Philip Lane, ECB Chief Economist, also supported the June rate cut in an interview with major foreign media, saying, "If there are no surprises, the environment is sufficient to remove the historically high restrictive (monetary policy) measures."


Lane assessed that the Eurozone was able to ease inflation faster than other regions such as the U.S. due to the relatively large impact from the energy shock caused by Russia's invasion of Ukraine. He said, "The first step (in starting rate cuts) is a signal that monetary policy has effectively lowered inflation in a timely manner," adding, "In that sense, we have succeeded."


He also predicted that while the ECB must maintain a restrictive monetary policy stance throughout this year, "it may be possible to lower rates somewhat within the restrictive range." This implies that additional cuts could follow after the first rate cut in June.


Regarding the possibility that the ECB cutting rates before the U.S. Fed could lead to a decline in the euro's value and an increase in import goods and service prices, he said, "We will consider exchange rate fluctuations, but there has been almost no movement." He also noted that expectations for Fed rate cuts have retreated, causing U.S. Treasury yields and European long-term bond yields to rise, indicating "additional tightening due to the U.S. situation." Major foreign media added that this means the ECB could further cut the short-term deposit rate to offset this.

"Interest Rate Cut Ripe" ECB Signals First G7 Pivot Next Week [Image source=Reuters Yonhap News]

Rate Cuts Ahead of the U.S. and U.K.
"Interest Rate Cut Ripe" ECB Signals First G7 Pivot Next Week

If the ECB proceeds with a rate cut in June, it will be the first among G7 central banks. Unlike being the last major economy to start tightening, it will be the first to pivot policy. The ECB raised rates ten consecutive times from July 2022 to September last year, then held the key interest rate steady at 4.5% annually, with the deposit rate and marginal lending rate fixed at 4.0% and 4.75% respectively from October last year through April this year. CNBC reported, "The officials' statements released today are consistent with previous ECB officials' tone," adding, "This suggests that the ECB could move faster than the Fed, which leads global monetary policy decisions."

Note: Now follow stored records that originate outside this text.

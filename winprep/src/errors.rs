//! Error types shared by every winprep component.
//!
//! Variants follow the failure classes a provisioning session can hit:
//!
//! - transport faults: `Unreachable`, `Authentication`, `Transport`
//! - remote command faults: `RemoteCommand`
//! - protocol/encoding faults: `InvalidArchive`, `EntryNotFound`,
//!   `InvalidOutput`, `AssetNotFound`
//! - orchestration faults: `Timeout`, `Phase`
//!
//! Causes are wrapped with a prefix via [`WinprepError::context`], so the
//! rendered chain reads `prefix: cause`.

use thiserror::Error;

pub type WinprepResult<T> = Result<T, WinprepError>;

#[derive(Debug, Error)]
pub enum WinprepError {
    /// Guest network endpoint cannot be reached.
    #[error("{0}")]
    Unreachable(String),

    /// Guest rejected the credentials.
    #[error("{0}")]
    Authentication(String),

    /// Request to the guest or management plane failed before a command ran.
    #[error("{0}")]
    Transport(String),

    /// A command ran on the guest and reported failure.
    #[error("command `{command}` exited with non-zero exit code {exit_code}")]
    RemoteCommand { command: String, exit_code: i32 },

    #[error("invalid zip archive: {0}")]
    InvalidArchive(String),

    #[error("could not find {0} in zip archive")]
    EntryNotFound(String),

    /// Guest or management plane answered with something we cannot parse.
    #[error("{0}")]
    InvalidOutput(String),

    #[error("asset not found: {0}")]
    AssetNotFound(String),

    #[error("timed out: {0}")]
    Timeout(String),

    /// Cooperative cancellation observed.
    #[error("interrupt")]
    Interrupted,

    #[error("invalid configuration: {0}")]
    Config(String),

    #[error("storage error: {0}")]
    Storage(String),

    #[error("internal error: {0}")]
    Internal(String),

    /// A provisioning phase failed; later phases were skipped.
    #[error("{phase} failed: {source}")]
    Phase {
        phase: String,
        #[source]
        source: Box<WinprepError>,
    },

    #[error("{context}: {source}")]
    Context {
        context: String,
        #[source]
        source: Box<WinprepError>,
    },
}

impl WinprepError {
    /// Wrap this error with a prefix describing what was being attempted.
    pub fn context(self, context: impl Into<String>) -> Self {
        WinprepError::Context {
            context: context.into(),
            source: Box::new(self),
        }
    }

    /// Name of the phase that terminated the session, if any.
    pub fn failed_phase(&self) -> Option<&str> {
        match self {
            WinprepError::Phase { phase, .. } => Some(phase),
            WinprepError::Context { source, .. } => source.failed_phase(),
            _ => None,
        }
    }

    /// Innermost cause, skipping phase and context wrappers.
    pub fn root_cause(&self) -> &WinprepError {
        match self {
            WinprepError::Phase { source, .. } | WinprepError::Context { source, .. } => {
                source.root_cause()
            }
            other => other,
        }
    }

    pub fn is_interrupted(&self) -> bool {
        matches!(self.root_cause(), WinprepError::Interrupted)
    }
}

impl From<std::io::Error> for WinprepError {
    fn from(err: std::io::Error) -> Self {
        if err.kind() == std::io::ErrorKind::Interrupted {
            return WinprepError::Interrupted;
        }
        WinprepError::Storage(err.to_string())
    }
}
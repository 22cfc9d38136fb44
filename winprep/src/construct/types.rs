//! Types shared by the construct pipeline.

use std::fmt;
use std::path::PathBuf;
use std::sync::Arc;
use std::time::Duration;

use tokio_util::sync::CancellationToken;

use super::messenger::ConstructMessenger;
use super::validator::VmConnectionValidator;
use crate::enabler::WinRmEnabler;
use crate::guest::GuestManager;
use crate::remote::RemoteManager;

pub const PROVISION_DIR: &str = r"C:\provision\";

/// One ordered step of VM preparation.
#[derive(Debug, Clone, Copy, PartialEq, Eq, Hash)]
pub enum Phase {
    ValidateConnection,
    CreateProvisionDir,
    UploadArtifacts,
    ExtractArchive,
    EnableRemoteExec,
    ExecuteSetupScript,
    WaitForReboot,
    ExecutePostRebootScript,
}

impl Phase {
    pub const ALL: [Phase; 8] = [
        Phase::ValidateConnection,
        Phase::CreateProvisionDir,
        Phase::UploadArtifacts,
        Phase::ExtractArchive,
        Phase::EnableRemoteExec,
        Phase::ExecuteSetupScript,
        Phase::WaitForReboot,
        Phase::ExecutePostRebootScript,
    ];

    pub fn as_str(&self) -> &'static str {
        match self {
            Phase::ValidateConnection => "validate_connection",
            Phase::CreateProvisionDir => "create_provision_dir",
            Phase::UploadArtifacts => "upload_artifacts",
            Phase::ExtractArchive => "extract_archive",
            Phase::EnableRemoteExec => "enable_remote_exec",
            Phase::ExecuteSetupScript => "execute_setup_script",
            Phase::WaitForReboot => "wait_for_reboot",
            Phase::ExecutePostRebootScript => "execute_post_reboot_script",
        }
    }
}

impl fmt::Display for Phase {
    fn fmt(&self, f: &mut fmt::Formatter<'_>) -> fmt::Result {
        f.write_str(self.as_str())
    }
}

/// A local file and where it goes on the guest.
#[derive(Debug, Clone, PartialEq, Eq)]
pub struct Artifact {
    /// Shown in progress messages.
    pub label: String,
    pub local_path: PathBuf,
    pub remote_path: String,
}

/// Everything one `prepare_vm` run needs to know about the guest.
#[derive(Debug, Clone)]
pub struct ProvisionSession {
    pub guest_address: String,
    pub username: String,
    pub artifacts: Vec<Artifact>,
    /// Archive on the guest to expand into `provision_dir`.
    pub archive: String,
    pub provision_dir: String,
    pub setup_command: String,
    pub post_reboot_command: String,
}

/// Fixed delays and deadlines.
#[derive(Debug, Clone, Copy)]
pub struct ConstructTimings {
    /// Sleep after the setup script before the first reboot check.
    pub reboot_grace: Duration,
    pub reboot_poll_interval: Duration,
    pub reboot_timeout: Duration,
    pub post_reboot_timeout: Duration,
    /// Power-state checks after the post-reboot script.
    pub shutdown_poll_interval: Duration,
    pub shutdown_timeout: Duration,
}

impl Default for ConstructTimings {
    fn default() -> Self {
        Self {
            reboot_grace: Duration::from_secs(60),
            reboot_poll_interval: crate::remote::REBOOT_POLL_INTERVAL,
            reboot_timeout: Duration::from_secs(60 * 60),
            post_reboot_timeout: Duration::from_secs(24 * 60 * 60),
            shutdown_poll_interval: Duration::from_secs(60),
            shutdown_timeout: Duration::from_secs(60 * 60),
        }
    }
}

/// Collaborators and state shared by all construct tasks.
pub struct ConstructContext {
    pub session: ProvisionSession,
    pub remote: Arc<dyn RemoteManager>,
    pub guest: Arc<dyn GuestManager>,
    pub enabler: Arc<dyn WinRmEnabler>,
    pub validator: VmConnectionValidator,
    pub messenger: Arc<dyn ConstructMessenger>,
    pub timings: ConstructTimings,
    pub token: CancellationToken,
}

pub type ConstructCtx = Arc<ConstructContext>;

Economists at Bank of America (BoA), led by Claudio Irigoyen, recently noted in an investor memo that "the paths of the Fed and ECB will diverge," forecasting "an ECB rate cut in June." Unlike the ECB, which is on the verge of pivoting, the Fed's rate cut outlook has been pushed back due to strong economic data released last week. Irigoyen said, after reviewing recent Fed officials' remarks and minutes, "A rate cut in the U.S. is currently impossible," and predicted "the rate cut cycles of the ECB and Fed will be very different." Goldman Sachs also delayed its forecast for the Fed's rate cut from July to September.


Meanwhile, the Bank of England (BOE) had been expected to possibly cut rates as early as June, similar to the ECB, but recent inflation data exceeding expectations has pushed pivot hopes to the second half of the year. The Bank of Japan (BOJ), which ended its negative interest rate policy, is considering the option of raising rates. Outside the G7 central banks, the central banks of Switzerland, Sweden, the Czech Republic, and Hungary have already implemented rate cuts.


On Monday, European stock markets closed slightly higher, buoyed by expectations of a June rate cut. The U.K. and U.S. stock markets were closed for Spring Bank Holiday and Memorial Day, respectively.